Por sua vez, António Nabo Martins, indica que “é verdade que pode acontecer” uma eventual desglobalização, uma vez que já se fala muito em nearshoring em que a produção está localizada mais perto dos locais de consumo. “A aposta em países mais próximos da Europa, do Norte de África, igualmente com mão-de-obra barata, mas com sistemas políticos mais consolidados e com menos convulsões, serão, seguramente, uma solução para a transferência de alguma indústria da Ásia”, afirma. Destaca ainda a “tão falada reindustrialização da Europa”, mas ressalva que este é um processo que não demora menos do que 20 ou 30 anos, pelo que, sugere que seria “cauteloso encontrar caminhos equilibrados entre esta eventual mudança e a atualidade”. Salienta ainda que alguns armadores estão até a encomendar navios mais pequenos, “o que pressupõe uma aposta maior no short sea e na ferrovia na Europa, movimentando as cargas entre os portos do Sul e do Norte, e o centro da Europa”.
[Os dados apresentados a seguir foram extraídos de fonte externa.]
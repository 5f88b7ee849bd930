//! Two-slot double buffering with a single parity bit

/// Slots A and B; one is read while the other is written.
///
/// `parity` selects the read slot and flips once per pass, so a pass never
/// writes the slot it reads.
#[derive(Debug, Clone)]
pub struct PingPong<T> {
    slots: [T; 2],
    parity: usize,
}

impl<T> PingPong<T> {
    /// `a` starts as the read slot
    pub fn new(a: T, b: T) -> Self {
        Self {
            slots: [a, b],
            parity: 0,
        }
    }

    pub fn read(&self) -> &T {
        &self.slots[self.parity]
    }

    pub fn write(&self) -> &T {
        &self.slots[1 - self.parity]
    }

    /// Make the slot just written the read slot
    pub fn swap(&mut self) {
        self.parity ^= 1;
    }

    pub fn parity(&self) -> usize {
        self.parity
    }
}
A aposta na ferrovia poderá ser uma eventual solução, em que as ligações marítimas do Oriente possam ser feitas até Portugal, e daqui para a Europa via ferroviária. “Eu prevejo que o transporte internacional de mercadorias por via ferroviária, pelo menos na Europa, possa vir a ter um aumento exponencial. Em primeiro lugar porque falamos de um modo de transporte muito sustentável e, em segundo lugar, porque, na Europa, temos alguns armadores a apostar seriamente na ferrovia”, como é o caso da Medway (em alguns países Medlog), que faz parte do Grupo MSC, e a Continental Rail que integra o Grupo CMA-CGM. Dependendo das estratégias individuais, o presidente da APAT considera que esta aposta pode contribuir para uma estratégia mais global na forma como o transporte ferroviário de mercadorias é encarado na Europa. “Pena é que a União Europeia, com a sua veia de reguladora nata, não entenda que este negócio precisa muito mais de ações concretas do que apenas de regulação”, refere.